M31, M33, and the Milky Way

We live within a small cluster of at least 54 galaxies (most of them small), given the unassuming name “The Local Group” by Edwin Hubble (1889-1953) in 1936. The largest of these, M31 (the Andromeda Galaxy) is a barred spiral galaxy 2.5 million light years from Earth.  The second largest galaxy in the Local Group is our Milky Way, a barred spiral galaxy whose center lies about 26,000 light years away in Sagittarius.  The third largest galaxy in the Local Group is M33 (the Triangulum Galaxy), a spiral galaxy (possibly barred) located 3.0 million light years from Earth.  There are no other spiral galaxies in the Local Group.

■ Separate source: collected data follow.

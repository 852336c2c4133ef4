// SPDX-License-Identifier: MIT
// Copyright (c) 2026 Alfred Jean LLC

//! Captured exchange data types.

use crate::duration_serde;
use serde::{Deserialize, Serialize};
use std::time::{Duration, SystemTime};

/// One call seen by a fake transport, and what became of it
#[derive(Clone, Debug, Serialize, Deserialize)]
pub struct CapturedExchange {
    /// Sequence number
    pub seq: u64,

    /// Wall-clock timestamp
    pub timestamp: SystemTime,

    /// Elapsed time since capture started
    #[serde(rename = "elapsed_us", with = "duration_serde")]
    pub elapsed: Duration,

    /// The intercepted request
    pub request: CapturedRequest,

    /// Reply, pass-through or fallback
    pub outcome: CapturedOutcome,
}

/// Request as the transport received it
#[derive(Clone, Debug, PartialEq, Eq, Serialize, Deserialize)]
pub struct CapturedRequest {
    pub method: String,
    pub url: String,
    /// Header pairs in insertion order, names as sent
    #[serde(default)]
    pub headers: Vec<(String, String)>,
    #[serde(default)]
    pub body: Option<String>,
}

impl CapturedRequest {
    /// Build a request record without headers or body
    pub fn new(method: impl Into<String>, url: impl Into<String>) -> Self {
        Self {
            method: method.into(),
            url: url.into(),
            headers: Vec::new(),
            body: None,
        }
    }
}

/// Captured outcome of an exchange
#[derive(Clone, Debug, PartialEq, Eq, Serialize, Deserialize)]
#[serde(tag = "type", rename_all = "snake_case")]
pub enum CapturedOutcome {
    /// A registered handler produced a reply
    Replied {
        status: u16,
        headers: Vec<(String, String)>,
        body: Option<String>,
    },
    /// No route was registered, so the call was left alone
    Passthrough,
    /// The call was intercepted but nothing replied; the transport answered itself
    Unhandled { status: u16 },
}

impl CapturedOutcome {
    /// Status code sent back, if the call was answered at all
    pub fn status(&self) -> Option<u16> {
        match self {
            Self::Replied { status, .. } | Self::Unhandled { status } => Some(*status),
            Self::Passthrough => None,
        }
    }
}

#[cfg(test)]
#[path = "exchange_tests.rs"]
mod tests;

M31 and our Milky Way are moving towards each other, and will pass through one another (or at least graze: shall we call it star grazing?) in about 4 billion years.

M33, however, is only about 860,000 light years from M31.  Isn’t M33 in even greater danger of colliding with M31?  The answer is no, we don’t think so, because M33 appears to be orbiting M31.  M33’s eventual role in the Battle of the Titans remains to be determined.